Monday, 23 February 2015

The diary of Olga Romanov

In the 19th century most members of Royal houses kept a diary. This was not a diary for describing feelings, but an account of what they did that day. Keeping a diary was an exercise in discipline and a form of archiving, royal diaries were part of the state papers.

The Imperial family in Russia also kept diaries and although many were lost during the Revolution, quite a few remain. Parts of these diaries and their letters are published.
The latest publication is that of the diary of Olga Romanov, the eldest daughter of tsar Nicolas II and tsarina Alexandra. She started writing in her diary when she was nine years old and each evening she wrote down what she did that day.

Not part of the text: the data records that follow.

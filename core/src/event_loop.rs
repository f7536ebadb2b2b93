//! Reactors that exchanges are spawned on.
//!
//! # Design
//! An `EventLoop` is a handle to a single-threaded tokio runtime. Exchanges
//! spawned on it interleave cooperatively and only yield at I/O and timer
//! awaits. A loop either owns a background thread that drives it
//! ([`EventLoop::spawn`]) or borrows a runtime the caller already has
//! ([`EventLoop::from_handle`]), which is how tests inject their own.
//!
//! The process-wide default loop sits in a `OnceLock`, so concurrent first
//! use still starts exactly one runtime and one thread. It lives in a static
//! and is therefore never dropped or shut down.

use std::future::Future;
use std::io;
use std::sync::OnceLock;
use std::thread::JoinHandle;

use tokio::runtime::{Builder, Handle};
use tokio::sync::oneshot;

const DEFAULT_LOOP_NAME: &str = "fetch-default-loop";

static DEFAULT_LOOP: OnceLock<EventLoop> = OnceLock::new();

/// The process-wide loop used when no other is given.
///
/// # Panics
/// Panics if the runtime or its thread cannot be created on first use.
pub fn default_loop() -> &'static EventLoop {
    DEFAULT_LOOP.get_or_init(|| {
        EventLoop::spawn(DEFAULT_LOOP_NAME).expect("failed to start the default event loop")
    })
}

/// A single-threaded reactor that runs fetch tasks.
#[derive(Debug)]
pub struct EventLoop {
    handle: Handle,
    driver: Option<Driver>,
}

#[derive(Debug)]
struct Driver {
    shutdown: oneshot::Sender<()>,
    thread: JoinHandle<()>,
}

impl EventLoop {
    /// Start a new current-thread runtime on a dedicated OS thread.
    ///
    /// The thread stops, and tasks still pending on it are dropped, when the
    /// returned loop is dropped.
    pub fn spawn(name: &str) -> io::Result<Self> {
        let runtime = Builder::new_current_thread().enable_all().build()?;
        let handle = runtime.handle().clone();
        let (shutdown, stopped) = oneshot::channel::<()>();
        let thread_name = name.to_string();
        let thread = std::thread::Builder::new()
            .name(name.to_string())
            .spawn(move || {
                tracing::debug!(loop_name = %thread_name, "event loop running");
                runtime.block_on(async {
                    let _ = stopped.await;
                });
                tracing::debug!(loop_name = %thread_name, "event loop stopped");
            })?;
        Ok(Self {
            handle,
            driver: Some(Driver { shutdown, thread }),
        })
    }

    /// Spawn onto a runtime owned by someone else.
    ///
    /// Dropping the loop leaves that runtime untouched.
    pub fn from_handle(handle: Handle) -> Self {
        Self {
            handle,
            driver: None,
        }
    }

    /// Use the runtime driving the current task.
    ///
    /// # Panics
    /// Panics if called outside a tokio runtime.
    pub fn current() -> Self {
        Self::from_handle(Handle::current())
    }

    pub fn handle(&self) -> &Handle {
        &self.handle
    }

    pub(crate) fn spawn_task<F>(&self, task: F)
    where
        F: Future<Output = ()> + Send + 'static,
    {
        self.handle.spawn(task);
    }
}

impl Drop for EventLoop {
    fn drop(&mut self) {
        if let Some(driver) = self.driver.take() {
            let _ = driver.shutdown.send(());
            if driver.thread.join().is_err() {
                tracing::error!("event loop thread panicked");
            }
        }
    }
}
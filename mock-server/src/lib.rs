//! Fixture HTTP servers for exercising the GET client.
//!
//! `app()` is an axum router serving well-formed responses in both body
//! framings. The [`raw`] module serves scripted byte sequences straight off a
//! TCP socket, for responses no real framework would produce.

pub mod raw;

use std::convert::Infallible;
use std::time::Duration;

use axum::{
    body::Body,
    http::{header, StatusCode},
    response::IntoResponse,
    routing::get,
    Router,
};
use bytes::Bytes;
use tokio::net::TcpListener;

/// The Boost Software License text, served at `/LICENSE_1_0.txt`.
pub const LICENSE: &str = include_str!("../fixtures/LICENSE_1_0.txt");

/// Body served at `/`.
pub const INDEX: &str = "hello from mock-server\n";

/// Pieces streamed by `/chunked`; hyper frames them with chunked encoding.
pub const CHUNKS: [&str; 4] = ["The quick ", "brown fox ", "jumps over ", "the lazy dog"];

/// How long `/slow` waits before answering.
pub const SLOW_DELAY: Duration = Duration::from_secs(5);

pub fn app() -> Router {
    Router::new()
        .route("/", get(index))
        .route("/LICENSE_1_0.txt", get(license))
        .route("/chunked", get(chunked))
        .route("/empty", get(empty))
        .route("/moved", get(moved))
        .route("/slow", get(slow))
        .fallback(not_found)
}

pub async fn run(listener: TcpListener) -> Result<(), std::io::Error> {
    axum::serve(listener, app()).await
}

async fn index() -> &'static str {
    INDEX
}

async fn license() -> impl IntoResponse {
    ([(header::CONTENT_TYPE, "text/plain")], LICENSE)
}

async fn chunked() -> Body {
    let pieces = CHUNKS.map(|piece| Ok::<_, Infallible>(Bytes::from_static(piece.as_bytes())));
    Body::from_stream(futures::stream::iter(pieces))
}

async fn empty() -> StatusCode {
    StatusCode::OK
}

async fn moved() -> impl IntoResponse {
    (StatusCode::MOVED_PERMANENTLY, [(header::LOCATION, "/")], "moved")
}

async fn slow() -> &'static str {
    tokio::time::sleep(SLOW_DELAY).await;
    "finally"
}

async fn not_found() -> impl IntoResponse {
    (StatusCode::NOT_FOUND, "no such resource")
}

Grand duchess Olga Nikolaevna Romanov was an intelligent young woman who could have accomplished a great deal, if things would have gone differently. Because women could not inherit the throne, Olga did not play an important part in history. She could only have become important due to her marriage, only that never happened.

She and her sisters were brought up very protected and although her parents tried to give her a normal life, this did not quite work. Olga had little knowledge of the world outside the palace, for example when she was young she was astonished that people who travelled by train only had one seat on the train, and not their own carriage.

Only during WWI she had the chance to escape protocol when she, her sister and her mother became nurses and looked after wounded officers.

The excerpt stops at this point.